School Librarian of the Year Award 2016: Honour List Profile
Corby Business Academy (www.corbybusinessacademy.org)
Home-made reward scratch cards, staff/student battles of the books, BBQs, sleepovers, Comic-con events and even zombie apocalypses have all taken place in the library at Corby Business Academy, thanks to their innovative and enthusiastic librarian, Amy McKay. It is perhaps not surprising to learn that this librarian, described as having "natural rapport" with all the young people she works with, believes learning best takes place when the school library is seen as fun, friendly and vibrant.
Amy found her vocation by surprise when she took a library post at a secondary school simply to gain some school-based experience before completing a PGCE. Within days, however, she knew librarianship was the career truly meant for her and since then, she's never looked back.
Being librarian at Corby Business Academy is an incredibly varied job and no two days are the same. Having co-written the school's literacy policy, Amy is responsible for delivering a rolling programme of library lessons to all Year 7 and 8 pupils. She also teaches information skills to Year 12 including academic performance, bibliographies and academic honesty and to KS4 in IGCSE English classes and works regularly with adults who form part of the wider school community - whether liaising with governors, ensuring all new staff receive a library induction or hosting the termly Parents' Reading Group.
As well as supporting teaching and learning, Amy eagerly offers many enjoyable reading promotion activities, trying to ensure that all the school's young people - especially those who aren't traditional library users - come to the library and discover how much fun (as well as useful!) it can be. Book themed parties, reading groups, reading mentors are all part of the mix, with special events such as author visits, a reading challenge and Book Buzz attracting extra funding which Amy can bid for from the school's central finances. For Amy it is important that her library reflects the outside world, and so she creates lots of displays and events inspired by current affairs/events – whether it be a six- week Olympics programme of activities or a simple display based on Tinie Tempah lyrics.
Amy was fortunate to be involved with the school's library from the very beginning and whilst setting up a brand new library was a great challenge, she's very proud of what had been achieved. Of prime importance to Amy is the library's rich and varied stock, including magazines, graphic novels and manga. About 20% of books are bought on the basis of student requests: "An aesthetically impressive library is great, but it needs to be financially supported to allow for a consistent stream of exciting, new books. Encouraging reading for pleasure is so much more effective if you offer the books young people want to read." Being able to bring new books into the library as soon as they are published is important to creating buzz; new stock arriving six months after paperback editions have been cheaply and widely available in supermarkets doesn't excite young readers.

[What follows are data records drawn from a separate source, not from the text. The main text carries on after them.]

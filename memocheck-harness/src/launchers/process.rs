//! External memo-service processes.
//!
//! Each node is one OS process started from a command template. Arguments may
//! contain placeholders filled in per node:
//!
//! | Placeholder | Value |
//! |-------------|-------|
//! | `{port}` | free TCP port picked for the node |
//! | `{addr}` | `127.0.0.1:{port}` |
//! | `{index}` | spawn index in the cluster |
//! | `{cluster}` | cluster id (hex) |
//!
//! A node is ready once something accepts TCP connections on its port. The
//! memo wire protocol is not known here; clients come from an optional
//! connector supplied by the caller.

use std::collections::{BTreeSet, HashMap};
use std::process::Stdio;
use std::sync::{Arc, Mutex, MutexGuard};
use std::time::Duration;

use async_trait::async_trait;
use memocheck_core::{
    ClientError, ClusterId, LaunchError, LaunchResult, MemoClient, NodeInfo, NodeLauncher,
    NodeProcess, NodeSpec,
};
use tokio::net::TcpStream;
use tokio::process::{Child, Command};

use crate::error::{HarnessError, HarnessResult};

const HOST: &str = "127.0.0.1";
const PORT_ATTEMPTS: usize = 16;

/// Builds memo clients for nodes started by a [`ProcessLauncher`].
pub type Connector =
    Arc<dyn Fn(&NodeInfo) -> Result<Box<dyn MemoClient>, ClientError> + Send + Sync>;

fn lock<T>(mutex: &Mutex<T>) -> MutexGuard<'_, T> {
    match mutex.lock() {
        Ok(guard) => guard,
        Err(poisoned) => poisoned.into_inner(),
    }
}

/// Ports handed out to live nodes, per cluster.
#[derive(Debug, Default)]
struct PortBook {
    clusters: Mutex<HashMap<ClusterId, BTreeSet<u16>>>,
}

impl PortBook {
    fn reserve(&self, cluster: ClusterId) -> LaunchResult<u16> {
        for _ in 0..PORT_ATTEMPTS {
            let port = std::net::TcpListener::bind((HOST, 0))?.local_addr()?.port();
            let mut clusters = lock(&self.clusters);
            if clusters.values().any(|ports| ports.contains(&port)) {
                continue;
            }
            clusters.entry(cluster).or_default().insert(port);
            return Ok(port);
        }
        Err(LaunchError::Spawn(format!(
            "no free port after {PORT_ATTEMPTS} attempts"
        )))
    }

    fn release(&self, cluster: ClusterId, port: u16) {
        let mut clusters = lock(&self.clusters);
        let emptied = match clusters.get_mut(&cluster) {
            Some(ports) => {
                ports.remove(&port);
                ports.is_empty()
            }
            None => false,
        };
        if emptied {
            clusters.remove(&cluster);
        }
    }
}

/// Launcher running the memo service as external processes.
#[derive(Clone)]
pub struct ProcessLauncher {
    program: String,
    args: Vec<String>,
    poll_interval: Duration,
    connector: Option<Connector>,
    ports: Arc<PortBook>,
}

impl std::fmt::Debug for ProcessLauncher {
    fn fmt(&self, f: &mut std::fmt::Formatter<'_>) -> std::fmt::Result {
        f.debug_struct("ProcessLauncher")
            .field("program", &self.program)
            .field("args", &self.args)
            .field("poll_interval", &self.poll_interval)
            .field("connector", &self.connector.is_some())
            .finish()
    }
}

impl ProcessLauncher {
    /// Launcher running `program` with `args` (placeholders allowed).
    pub fn new(
        program: impl Into<String>,
        args: impl IntoIterator<Item = impl Into<String>>,
    ) -> Self {
        Self {
            program: program.into(),
            args: args.into_iter().map(Into::into).collect(),
            poll_interval: Duration::from_millis(50),
            connector: None,
            ports: Arc::new(PortBook::default()),
        }
    }

    /// Parse a whitespace-separated command line, e.g. `memod --port {port}`.
    pub fn from_command_line(command: &str) -> HarnessResult<Self> {
        let mut parts = command.split_whitespace();
        let program = parts
            .next()
            .ok_or_else(|| HarnessError::Config("empty service command".to_string()))?;
        Ok(Self::new(program, parts))
    }

    /// How often readiness is polled.
    pub fn with_poll_interval(mut self, interval: Duration) -> Self {
        self.poll_interval = interval;
        self
    }

    /// Supply memo clients through `connector`.
    pub fn with_connector(mut self, connector: Connector) -> Self {
        self.connector = Some(connector);
        self
    }

    fn render_args(&self, spec: &NodeSpec, port: u16) -> Vec<String> {
        let addr = format!("{HOST}:{port}");
        self.args
            .iter()
            .map(|arg| {
                arg.replace("{port}", &port.to_string())
                    .replace("{addr}", &addr)
                    .replace("{index}", &spec.index.to_string())
                    .replace("{cluster}", &spec.cluster.to_string())
            })
            .collect()
    }
}

#[async_trait]
impl NodeLauncher for ProcessLauncher {
    fn name(&self) -> &str {
        "process"
    }

    async fn spawn(&self, spec: NodeSpec) -> LaunchResult<Box<dyn NodeProcess>> {
        let port = self.ports.reserve(spec.cluster)?;
        let args = self.render_args(&spec, port);

        let child = Command::new(&self.program)
            .args(&args)
            .stdin(Stdio::null())
            .stdout(Stdio::null())
            .kill_on_drop(true)
            .spawn();
        let child = match child {
            Ok(child) => child,
            Err(err) => {
                self.ports.release(spec.cluster, port);
                return Err(LaunchError::Spawn(format!("{}: {}", self.program, err)));
            }
        };

        let address = format!("{HOST}:{port}");
        tracing::debug!(
            "Spawned {} {:?} as node {} at {}",
            self.program,
            args,
            spec.node_id(),
            address
        );
        Ok(Box::new(ServiceProcess {
            child,
            cluster: spec.cluster,
            port,
            address,
            poll_interval: self.poll_interval,
            ports: self.ports.clone(),
            released: false,
        }))
    }

    async fn probe(&self, address: &str) -> bool {
        matches!(
            tokio::time::timeout(Duration::from_millis(500), TcpStream::connect(address)).await,
            Ok(Ok(_))
        )
    }

    fn supports_clients(&self) -> bool {
        self.connector.is_some()
    }

    fn connect(&self, node: &NodeInfo) -> Result<Box<dyn MemoClient>, ClientError> {
        match &self.connector {
            Some(connector) => connector(node),
            None => Err(ClientError::Unsupported(format!(
                "no connector configured for {}",
                node.address
            ))),
        }
    }
}

#[derive(Debug)]
struct ServiceProcess {
    child: Child,
    cluster: ClusterId,
    port: u16,
    address: String,
    poll_interval: Duration,
    ports: Arc<PortBook>,
    released: bool,
}

impl ServiceProcess {
    async fn kill_and_wait(&mut self) -> LaunchResult<()> {
        if self.child.try_wait()?.is_some() {
            return Ok(());
        }
        self.child
            .start_kill()
            .map_err(|e| LaunchError::Terminate(e.to_string()))?;
        self.child
            .wait()
            .await
            .map(|_| ())
            .map_err(|e| LaunchError::Terminate(e.to_string()))
    }

    fn release(&mut self) {
        if !self.released {
            self.ports.release(self.cluster, self.port);
            self.released = true;
        }
    }
}

#[async_trait]
impl NodeProcess for ServiceProcess {
    fn address(&self) -> &str {
        &self.address
    }

    async fn wait_ready(&mut self) -> LaunchResult<()> {
        loop {
            if let Some(status) = self.child.try_wait()? {
                return Err(LaunchError::NotReady(format!(
                    "process exited with {status} before listening on {}",
                    self.address
                )));
            }
            if TcpStream::connect(&self.address).await.is_ok() {
                return Ok(());
            }
            tokio::time::sleep(self.poll_interval).await;
        }
    }

    async fn terminate(&mut self) -> LaunchResult<()> {
        let result = self.kill_and_wait().await;
        self.release();
        result
    }

    fn kill_now(&mut self) {
        let _ = self.child.start_kill();
        self.release();
    }
}

impl Drop for ServiceProcess {
    fn drop(&mut self) {
        self.release();
    }
}

#[cfg(test)]
mod tests {
    use super::*;

    #[test]
    fn test_placeholders_substituted() {
        let launcher = ProcessLauncher::from_command_line(
            "memod --listen {addr} --port {port} --id {cluster}-{index}",
        )
        .unwrap();
        let spec = NodeSpec::new(ClusterId::new(0xab), 3);
        assert_eq!(
            launcher.render_args(&spec, 4100),
            vec![
                "--listen",
                "127.0.0.1:4100",
                "--port",
                "4100",
                "--id",
                "00000000000000ab-3",
            ]
        );
    }

    #[test]
    fn test_empty_command_rejected() {
        assert!(matches!(
            ProcessLauncher::from_command_line("   "),
            Err(HarnessError::Config(_))
        ));
    }

    #[test]
    fn test_ports_unique_and_released() {
        let book = PortBook::default();
        let cluster = ClusterId::new(1);
        let a = book.reserve(cluster).unwrap();
        let b = book.reserve(cluster).unwrap();
        assert_ne!(a, b);
        book.release(cluster, a);
        book.release(cluster, b);
        assert!(lock(&book.clusters).is_empty());
    }

    #[tokio::test]
    async fn test_missing_program_fails_spawn() {
        let launcher = ProcessLauncher::new("memocheck-no-such-binary", Vec::<String>::new());
        let result = launcher.spawn(NodeSpec::new(ClusterId::new(1), 0)).await;
        assert!(matches!(result, Err(LaunchError::Spawn(_))));
        assert!(lock(&launcher.ports.clusters).is_empty());
    }

    #[cfg(unix)]
    #[tokio::test]
    async fn test_exiting_process_never_ready() {
        let launcher = ProcessLauncher::new("false", Vec::<String>::new())
            .with_poll_interval(Duration::from_millis(10));
        let mut process = launcher
            .spawn(NodeSpec::new(ClusterId::new(2), 0))
            .await
            .unwrap();
        let ready = tokio::time::timeout(Duration::from_secs(5), process.wait_ready())
            .await
            .unwrap();
        assert!(matches!(ready, Err(LaunchError::NotReady(_))));
        assert!(!lock(&launcher.ports.clusters).is_empty());

        process.terminate().await.unwrap();
        assert!(lock(&launcher.ports.clusters).is_empty());
        process.terminate().await.unwrap();
        assert!(lock(&launcher.ports.clusters).is_empty());
    }

    #[cfg(unix)]
    #[tokio::test]
    async fn test_silent_process_terminates() {
        let launcher = ProcessLauncher::new("sleep", ["30"])
            .with_poll_interval(Duration::from_millis(10));
        let mut process = launcher
            .spawn(NodeSpec::new(ClusterId::new(3), 0))
            .await
            .unwrap();
        let address = process.address().to_string();

        let ready = tokio::time::timeout(Duration::from_millis(100), process.wait_ready()).await;
        assert!(ready.is_err(), "sleep never listens");
        assert!(!launcher.probe(&address).await);

        process.terminate().await.unwrap();
        assert!(lock(&launcher.ports.clusters).is_empty());
    }
}
//! Environment fixtures.
//!
//! A [`Fixture`] describes an environment: how many nodes, which of them count
//! as stable, and how operations are retried. It is an immutable definition
//! shared by every test case composed from it; each execution gets its own
//! [`FixtureSession`] and therefore its own fresh cluster.
//!
//! ## Submodules
//!
//! - `session` - FixtureSession and the FixtureState lifecycle

pub mod session;

use std::fmt;
use std::sync::Arc;

use memocheck_core::NodeLauncher;
use serde::{Deserialize, Serialize};

use crate::cluster::{ClusterConfig, ClusterManager};
use crate::retry::RetryPolicy;
use crate::selector::StabilityStrategy;

pub use session::{FixtureSession, FixtureState};

/// How clusters are shared between the operations of one test case.
#[derive(Debug, Clone, Copy, Default, PartialEq, Eq, Hash, Serialize, Deserialize)]
#[serde(rename_all = "snake_case")]
pub enum Isolation {
    /// Fresh cluster for every operation.
    #[default]
    PerOperation,
    /// One cluster for all operations of the case.
    PerCase,
}

impl fmt::Display for Isolation {
    fn fmt(&self, f: &mut fmt::Formatter<'_>) -> fmt::Result {
        match self {
            Isolation::PerOperation => f.write_str("per-operation"),
            Isolation::PerCase => f.write_str("per-case"),
        }
    }
}

/// Reusable definition of a test environment.
#[derive(Clone)]
pub struct Fixture {
    name: String,
    cluster_size: usize,
    strategy: StabilityStrategy,
    retry: RetryPolicy,
    cluster_config: ClusterConfig,
    isolation: Isolation,
    launcher: Arc<dyn NodeLauncher>,
}

impl fmt::Debug for Fixture {
    fn fmt(&self, f: &mut fmt::Formatter<'_>) -> fmt::Result {
        f.debug_struct("Fixture")
            .field("name", &self.name)
            .field("cluster_size", &self.cluster_size)
            .field("strategy", &self.strategy)
            .field("retry", &self.retry)
            .field("cluster_config", &self.cluster_config)
            .field("isolation", &self.isolation)
            .field("launcher", &self.launcher.name())
            .finish()
    }
}

impl Fixture {
    /// Single-node fixture without retry. Adjust with the `with_*` methods.
    pub fn new(name: impl Into<String>, launcher: Arc<dyn NodeLauncher>) -> Self {
        Self {
            name: name.into(),
            cluster_size: 1,
            strategy: StabilityStrategy::AllNodes,
            retry: RetryPolicy::disabled(),
            cluster_config: ClusterConfig::default(),
            isolation: Isolation::default(),
            launcher,
        }
    }

    /// One known-stable node, no retry needed.
    pub fn single_node(launcher: Arc<dyn NodeLauncher>) -> Self {
        Self::new("single_known_stable_node", launcher)
    }

    /// Ten nodes, all of them known stable, with retry enabled so reads
    /// through a different node than the write can wait out replication.
    pub fn known_stable_nodes(launcher: Arc<dyn NodeLauncher>) -> Self {
        Self::new("multiple_known_stable_nodes", launcher)
            .with_cluster_size(10)
            .with_retry(RetryPolicy::eventual(3))
    }

    /// Set the cluster size.
    pub fn with_cluster_size(mut self, size: usize) -> Self {
        self.cluster_size = size;
        self
    }

    /// Set the stability strategy.
    pub fn with_strategy(mut self, strategy: StabilityStrategy) -> Self {
        self.strategy = strategy;
        self
    }

    /// Set the retry policy.
    pub fn with_retry(mut self, retry: RetryPolicy) -> Self {
        self.retry = retry;
        self
    }

    /// Set the cluster timeouts.
    pub fn with_cluster_config(mut self, config: ClusterConfig) -> Self {
        self.cluster_config = config;
        self
    }

    /// Set the isolation mode.
    pub fn with_isolation(mut self, isolation: Isolation) -> Self {
        self.isolation = isolation;
        self
    }

    /// Rename the fixture.
    pub fn with_name(mut self, name: impl Into<String>) -> Self {
        self.name = name.into();
        self
    }

    /// Fixture name.
    pub fn name(&self) -> &str {
        &self.name
    }

    /// Nodes started per cluster.
    pub fn cluster_size(&self) -> usize {
        self.cluster_size
    }

    /// Stability strategy.
    pub fn strategy(&self) -> StabilityStrategy {
        self.strategy
    }

    /// Retry policy handed to every operation.
    pub fn retry(&self) -> &RetryPolicy {
        &self.retry
    }

    /// Cluster timeouts.
    pub fn cluster_config(&self) -> &ClusterConfig {
        &self.cluster_config
    }

    /// Isolation mode.
    pub fn isolation(&self) -> Isolation {
        self.isolation
    }

    /// Launcher nodes are spawned through.
    pub fn launcher(&self) -> &Arc<dyn NodeLauncher> {
        &self.launcher
    }

    /// Size of the stable set once a cluster is fully ready.
    pub fn guaranteed_stable_nodes(&self) -> Option<usize> {
        self.strategy.guaranteed_size(self.cluster_size)
    }

    /// Manager starting this fixture's clusters.
    pub fn manager(&self) -> ClusterManager {
        ClusterManager::new(self.launcher.clone(), self.cluster_config.clone())
    }
}

#[cfg(test)]
mod tests {
    use crate::launchers::SimLauncher;

    use super::*;

    #[test]
    fn test_known_stable_nodes_preset() {
        let fixture = Fixture::known_stable_nodes(Arc::new(SimLauncher::default()));
        assert_eq!(fixture.cluster_size(), 10);
        assert_eq!(fixture.strategy(), StabilityStrategy::AllNodes);
        assert!(fixture.retry().enabled());
        assert_eq!(fixture.retry().max_attempts(), 3);
        assert_eq!(fixture.isolation(), Isolation::PerOperation);
        assert_eq!(fixture.guaranteed_stable_nodes(), Some(10));
    }

    #[test]
    fn test_guaranteed_stable_nodes_follows_strategy() {
        let fixture = Fixture::new("f", Arc::new(SimLauncher::default()))
            .with_cluster_size(5)
            .with_strategy(StabilityStrategy::ExcludeNewest(5));
        assert_eq!(fixture.guaranteed_stable_nodes(), None);
        let fixture = fixture.with_strategy(StabilityStrategy::Majority);
        assert_eq!(fixture.guaranteed_stable_nodes(), Some(3));
    }
}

Amy's school is hugely supportive of her work, giving her the freedom and time to develop those things she believes will best benefit students. Developing a library that is "a feast for the eye" as well as an incredible resource for learning, teaching and reading enjoyment is key to Amy's approach to her library. She aims to offer something tantalising to pick up and discover everywhere a pupil looks. Lots of forward facing book storage, comfy, movable furniture that can adapt to the needs of a busy library and a projector and large screen so that book trailers, performance poetry, plays etc. can be screened are all features she believes add real value to the library. Amy is especially proud of her work to narrow the gender gap in library use; boys now regularly borrow more than girls. Non-fiction stock (and ensuring it stays relevant and used, even in today's online world) is another focus of Amy's creativity.
Corby Business Academy is not the only beneficiary of Amy's skills, knowledge and enthusiasm. Amy works closely with feeder primaries to promote transition reading activities, hosting quizzes and providing reading lists. She also likes to include other local schools in her library events wherever possible. Somehow, Amy also finds time (despite being a secret reality TV addict) to sit on the national YLG committee and has recently taken on the role of Carnegie Kate Greenaway Coordinator, a position which means she reads much more widely than she might otherwise - a delight for her and a benefit to her school's pupils because her recommendations are much more varied as a result.
Despite clearly being a ball of energy, Amy is keen to stress that much of the success of her job comes from the people around her. "I benefit hugely from having a supportive Senior Management Team who recognise the value of and (very importantly) sufficiently fund the library. I work with engaged staff who are always willing to get involved and in the library with an amazing colleague who is passionate, dedicated and a pleasure to work with." Ultimately, however, it's the young people who inspire Amy in her work: "I love books and reading, but it's the students who really make this job worthwhile."